* **DESCRIPTION OF THE TASK**
Each line from the start of the entries through the line that contains "pub struct BrowserProtocol;" should be output exactly, please.

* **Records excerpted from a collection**
= = = = = = =

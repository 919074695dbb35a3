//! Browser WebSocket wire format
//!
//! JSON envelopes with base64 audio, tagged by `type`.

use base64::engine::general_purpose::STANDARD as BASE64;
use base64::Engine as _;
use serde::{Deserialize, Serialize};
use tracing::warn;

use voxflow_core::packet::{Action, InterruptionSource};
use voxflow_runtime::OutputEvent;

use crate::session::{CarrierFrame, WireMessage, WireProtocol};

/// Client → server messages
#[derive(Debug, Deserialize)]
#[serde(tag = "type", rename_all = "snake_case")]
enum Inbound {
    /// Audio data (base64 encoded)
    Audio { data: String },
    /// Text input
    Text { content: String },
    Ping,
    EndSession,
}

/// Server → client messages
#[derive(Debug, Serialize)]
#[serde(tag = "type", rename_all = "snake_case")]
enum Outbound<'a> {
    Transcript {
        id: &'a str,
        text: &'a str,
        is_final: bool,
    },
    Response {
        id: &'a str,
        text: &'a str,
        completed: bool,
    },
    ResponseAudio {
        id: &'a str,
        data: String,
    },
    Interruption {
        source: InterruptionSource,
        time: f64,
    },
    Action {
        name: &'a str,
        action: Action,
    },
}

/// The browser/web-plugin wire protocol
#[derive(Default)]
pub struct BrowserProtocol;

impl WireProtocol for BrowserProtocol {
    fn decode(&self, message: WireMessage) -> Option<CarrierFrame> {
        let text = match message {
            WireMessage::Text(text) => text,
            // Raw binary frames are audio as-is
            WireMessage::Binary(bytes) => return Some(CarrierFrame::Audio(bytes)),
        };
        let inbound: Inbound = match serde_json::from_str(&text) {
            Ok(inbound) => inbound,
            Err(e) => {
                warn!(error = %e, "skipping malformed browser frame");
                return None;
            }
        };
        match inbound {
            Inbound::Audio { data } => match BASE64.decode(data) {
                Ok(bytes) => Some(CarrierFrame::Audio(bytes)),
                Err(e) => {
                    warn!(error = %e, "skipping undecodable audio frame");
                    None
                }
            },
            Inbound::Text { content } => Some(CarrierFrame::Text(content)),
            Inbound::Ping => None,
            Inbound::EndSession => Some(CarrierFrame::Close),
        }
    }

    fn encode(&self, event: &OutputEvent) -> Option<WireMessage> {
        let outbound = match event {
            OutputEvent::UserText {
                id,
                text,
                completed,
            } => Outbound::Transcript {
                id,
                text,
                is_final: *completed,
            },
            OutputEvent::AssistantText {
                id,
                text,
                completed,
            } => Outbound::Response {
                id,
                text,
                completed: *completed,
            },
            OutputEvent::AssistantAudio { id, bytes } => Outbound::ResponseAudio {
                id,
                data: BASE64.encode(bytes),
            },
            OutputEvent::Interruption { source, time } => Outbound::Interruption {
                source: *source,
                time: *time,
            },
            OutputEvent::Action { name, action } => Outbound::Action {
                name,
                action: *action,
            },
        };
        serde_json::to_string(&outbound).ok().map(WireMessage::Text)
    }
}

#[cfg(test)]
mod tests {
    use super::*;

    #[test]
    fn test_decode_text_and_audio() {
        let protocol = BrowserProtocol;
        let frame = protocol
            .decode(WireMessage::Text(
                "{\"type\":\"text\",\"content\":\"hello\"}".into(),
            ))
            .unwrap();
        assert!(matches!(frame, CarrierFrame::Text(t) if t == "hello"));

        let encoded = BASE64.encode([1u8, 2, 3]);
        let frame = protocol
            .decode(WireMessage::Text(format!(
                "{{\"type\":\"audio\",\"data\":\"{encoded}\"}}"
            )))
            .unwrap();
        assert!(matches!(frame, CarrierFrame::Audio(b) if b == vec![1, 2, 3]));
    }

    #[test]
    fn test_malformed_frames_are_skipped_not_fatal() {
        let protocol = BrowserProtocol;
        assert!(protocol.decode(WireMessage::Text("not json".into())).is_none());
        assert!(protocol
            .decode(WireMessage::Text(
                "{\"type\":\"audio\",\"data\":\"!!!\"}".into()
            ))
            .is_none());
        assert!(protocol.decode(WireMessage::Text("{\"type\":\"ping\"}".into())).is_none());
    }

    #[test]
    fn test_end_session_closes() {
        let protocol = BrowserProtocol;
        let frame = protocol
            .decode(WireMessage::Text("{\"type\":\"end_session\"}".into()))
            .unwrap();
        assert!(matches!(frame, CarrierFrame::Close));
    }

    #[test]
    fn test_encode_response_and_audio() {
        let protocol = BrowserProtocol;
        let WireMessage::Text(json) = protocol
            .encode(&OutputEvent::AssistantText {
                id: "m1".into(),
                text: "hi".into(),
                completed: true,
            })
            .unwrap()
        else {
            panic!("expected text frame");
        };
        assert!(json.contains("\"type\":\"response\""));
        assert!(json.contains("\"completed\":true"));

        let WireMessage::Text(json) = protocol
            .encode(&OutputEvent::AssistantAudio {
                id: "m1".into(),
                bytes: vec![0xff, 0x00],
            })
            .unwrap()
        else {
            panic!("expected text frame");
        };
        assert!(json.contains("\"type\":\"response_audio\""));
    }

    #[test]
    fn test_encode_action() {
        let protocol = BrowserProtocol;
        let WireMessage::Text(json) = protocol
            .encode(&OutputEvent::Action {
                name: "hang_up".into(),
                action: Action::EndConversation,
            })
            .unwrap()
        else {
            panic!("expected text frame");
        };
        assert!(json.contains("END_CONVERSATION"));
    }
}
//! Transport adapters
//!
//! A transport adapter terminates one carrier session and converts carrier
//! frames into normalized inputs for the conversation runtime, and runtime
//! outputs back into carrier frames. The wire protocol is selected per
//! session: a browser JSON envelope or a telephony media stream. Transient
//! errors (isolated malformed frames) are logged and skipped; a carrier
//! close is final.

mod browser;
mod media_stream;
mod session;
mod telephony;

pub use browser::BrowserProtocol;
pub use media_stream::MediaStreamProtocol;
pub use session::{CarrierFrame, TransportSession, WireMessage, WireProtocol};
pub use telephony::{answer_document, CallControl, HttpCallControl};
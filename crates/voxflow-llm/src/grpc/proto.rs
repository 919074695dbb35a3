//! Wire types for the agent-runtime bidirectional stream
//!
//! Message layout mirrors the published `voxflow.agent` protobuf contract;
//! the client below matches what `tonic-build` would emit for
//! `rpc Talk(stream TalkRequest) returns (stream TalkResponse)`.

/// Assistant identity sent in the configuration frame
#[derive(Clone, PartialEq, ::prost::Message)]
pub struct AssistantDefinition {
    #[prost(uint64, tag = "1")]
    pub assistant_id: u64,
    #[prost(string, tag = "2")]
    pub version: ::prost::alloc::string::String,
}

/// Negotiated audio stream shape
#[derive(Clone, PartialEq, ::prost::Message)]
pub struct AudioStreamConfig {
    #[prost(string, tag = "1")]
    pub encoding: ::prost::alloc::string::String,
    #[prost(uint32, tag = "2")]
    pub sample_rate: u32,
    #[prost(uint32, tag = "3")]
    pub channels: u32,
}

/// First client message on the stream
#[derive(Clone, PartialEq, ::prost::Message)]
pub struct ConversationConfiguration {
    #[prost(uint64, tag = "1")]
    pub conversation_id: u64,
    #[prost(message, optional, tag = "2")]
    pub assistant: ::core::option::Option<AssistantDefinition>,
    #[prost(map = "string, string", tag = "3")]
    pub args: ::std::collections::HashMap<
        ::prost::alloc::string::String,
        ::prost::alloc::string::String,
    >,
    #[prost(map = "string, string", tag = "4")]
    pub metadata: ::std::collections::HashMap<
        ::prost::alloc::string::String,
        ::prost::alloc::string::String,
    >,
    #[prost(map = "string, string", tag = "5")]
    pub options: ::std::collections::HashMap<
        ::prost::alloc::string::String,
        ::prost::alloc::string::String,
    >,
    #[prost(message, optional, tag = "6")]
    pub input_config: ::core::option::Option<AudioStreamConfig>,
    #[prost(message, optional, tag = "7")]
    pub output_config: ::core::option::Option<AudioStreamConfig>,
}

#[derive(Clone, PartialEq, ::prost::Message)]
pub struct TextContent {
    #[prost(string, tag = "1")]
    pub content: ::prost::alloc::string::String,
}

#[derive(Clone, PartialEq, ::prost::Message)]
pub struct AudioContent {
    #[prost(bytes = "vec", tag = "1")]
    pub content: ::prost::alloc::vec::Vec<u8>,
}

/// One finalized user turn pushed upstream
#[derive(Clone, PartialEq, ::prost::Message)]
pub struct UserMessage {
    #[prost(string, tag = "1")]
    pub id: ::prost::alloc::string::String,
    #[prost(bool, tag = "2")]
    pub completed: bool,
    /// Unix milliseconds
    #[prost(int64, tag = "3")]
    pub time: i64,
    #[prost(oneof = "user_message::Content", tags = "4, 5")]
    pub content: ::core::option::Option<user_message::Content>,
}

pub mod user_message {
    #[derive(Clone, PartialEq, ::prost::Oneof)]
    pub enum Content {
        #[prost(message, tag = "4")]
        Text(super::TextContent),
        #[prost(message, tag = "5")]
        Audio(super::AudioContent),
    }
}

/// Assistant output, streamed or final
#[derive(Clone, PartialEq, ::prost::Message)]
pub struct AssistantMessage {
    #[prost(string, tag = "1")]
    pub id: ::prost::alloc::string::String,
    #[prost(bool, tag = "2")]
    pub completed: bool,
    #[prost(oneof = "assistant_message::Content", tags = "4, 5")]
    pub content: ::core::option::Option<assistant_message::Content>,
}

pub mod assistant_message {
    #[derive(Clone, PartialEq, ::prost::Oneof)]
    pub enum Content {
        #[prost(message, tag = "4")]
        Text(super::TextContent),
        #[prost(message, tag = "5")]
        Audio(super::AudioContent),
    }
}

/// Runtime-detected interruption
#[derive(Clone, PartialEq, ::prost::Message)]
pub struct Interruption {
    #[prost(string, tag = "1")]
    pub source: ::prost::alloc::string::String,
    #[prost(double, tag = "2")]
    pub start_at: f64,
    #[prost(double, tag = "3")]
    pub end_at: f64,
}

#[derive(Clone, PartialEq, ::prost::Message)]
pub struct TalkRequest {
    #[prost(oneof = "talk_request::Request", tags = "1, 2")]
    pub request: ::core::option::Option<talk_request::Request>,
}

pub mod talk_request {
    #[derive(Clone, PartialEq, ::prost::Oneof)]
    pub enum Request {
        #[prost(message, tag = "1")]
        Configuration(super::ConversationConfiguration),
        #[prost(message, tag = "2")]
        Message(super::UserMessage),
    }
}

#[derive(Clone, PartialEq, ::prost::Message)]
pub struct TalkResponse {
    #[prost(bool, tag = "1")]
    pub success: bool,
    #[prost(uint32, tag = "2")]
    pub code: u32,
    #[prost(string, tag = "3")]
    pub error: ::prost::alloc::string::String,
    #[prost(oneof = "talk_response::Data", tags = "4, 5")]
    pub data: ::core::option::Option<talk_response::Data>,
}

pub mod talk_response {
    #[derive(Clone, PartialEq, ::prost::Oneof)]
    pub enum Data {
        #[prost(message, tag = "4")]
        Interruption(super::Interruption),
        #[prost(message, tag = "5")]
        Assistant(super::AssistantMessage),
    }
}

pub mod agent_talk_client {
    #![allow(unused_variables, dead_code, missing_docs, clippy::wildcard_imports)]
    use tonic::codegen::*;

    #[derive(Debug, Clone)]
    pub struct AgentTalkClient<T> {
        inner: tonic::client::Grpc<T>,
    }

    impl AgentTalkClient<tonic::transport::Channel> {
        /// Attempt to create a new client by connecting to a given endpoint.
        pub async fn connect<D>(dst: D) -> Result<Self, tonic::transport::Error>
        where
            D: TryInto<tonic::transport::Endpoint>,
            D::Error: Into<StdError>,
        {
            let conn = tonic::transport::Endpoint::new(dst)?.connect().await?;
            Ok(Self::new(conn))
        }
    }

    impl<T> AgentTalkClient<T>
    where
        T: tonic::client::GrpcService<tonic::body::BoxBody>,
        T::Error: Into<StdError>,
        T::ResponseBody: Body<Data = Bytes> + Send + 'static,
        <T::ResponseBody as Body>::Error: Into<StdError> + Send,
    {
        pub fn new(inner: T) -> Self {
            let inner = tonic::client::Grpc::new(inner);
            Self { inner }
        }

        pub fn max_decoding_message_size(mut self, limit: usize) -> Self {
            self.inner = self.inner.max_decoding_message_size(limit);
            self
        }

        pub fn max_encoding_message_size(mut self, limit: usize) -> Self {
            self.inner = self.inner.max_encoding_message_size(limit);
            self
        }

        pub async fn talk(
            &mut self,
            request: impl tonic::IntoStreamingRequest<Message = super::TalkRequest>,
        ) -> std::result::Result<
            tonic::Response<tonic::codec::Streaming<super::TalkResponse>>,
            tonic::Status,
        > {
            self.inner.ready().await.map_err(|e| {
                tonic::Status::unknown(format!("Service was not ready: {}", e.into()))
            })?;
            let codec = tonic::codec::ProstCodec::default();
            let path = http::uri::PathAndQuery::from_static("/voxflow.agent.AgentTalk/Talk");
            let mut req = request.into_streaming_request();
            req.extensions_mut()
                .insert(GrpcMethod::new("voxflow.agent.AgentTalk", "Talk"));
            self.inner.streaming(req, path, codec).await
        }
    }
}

= = = = = = =

* **SOLUTION FOR THIS PROBLEM**
repository 919074695dbb35a3
//! Browser WebSocket wire format
//!
//! JSON envelopes with base64 audio, tagged by `type`.

use base64::engine::general_purpose::STANDARD as BASE64;
use base64::Engine as _;
use serde::{Deserialize, Serialize};
use tracing::warn;

use voxflow_core::packet::{Action, InterruptionSource};
use voxflow_runtime::OutputEvent;

use crate::session::{CarrierFrame, WireMessage, WireProtocol};

/// Client → server messages
#[derive(Debug, Deserialize)]
#[serde(tag = "type", rename_all = "snake_case")]
enum Inbound {
    /// Audio data (base64 encoded)
    Audio { data: String },
    /// Text input
    Text { content: String },
    Ping,
    EndSession,
}

/// Server → client messages
#[derive(Debug, Serialize)]
#[serde(tag = "type", rename_all = "snake_case")]
enum Outbound<'a> {
    Transcript {
        id: &'a str,
        text: &'a str,
        is_final: bool,
    },
    Response {
        id: &'a str,
        text: &'a str,
        completed: bool,
    },
    ResponseAudio {
        id: &'a str,
        data: String,
    },
    Interruption {
        source: InterruptionSource,
        time: f64,
    },
    Action {
        name: &'a str,
        action: Action,
    },
}

/// The browser/web-plugin wire protocol
#[derive(Default)]
pub struct BrowserProtocol;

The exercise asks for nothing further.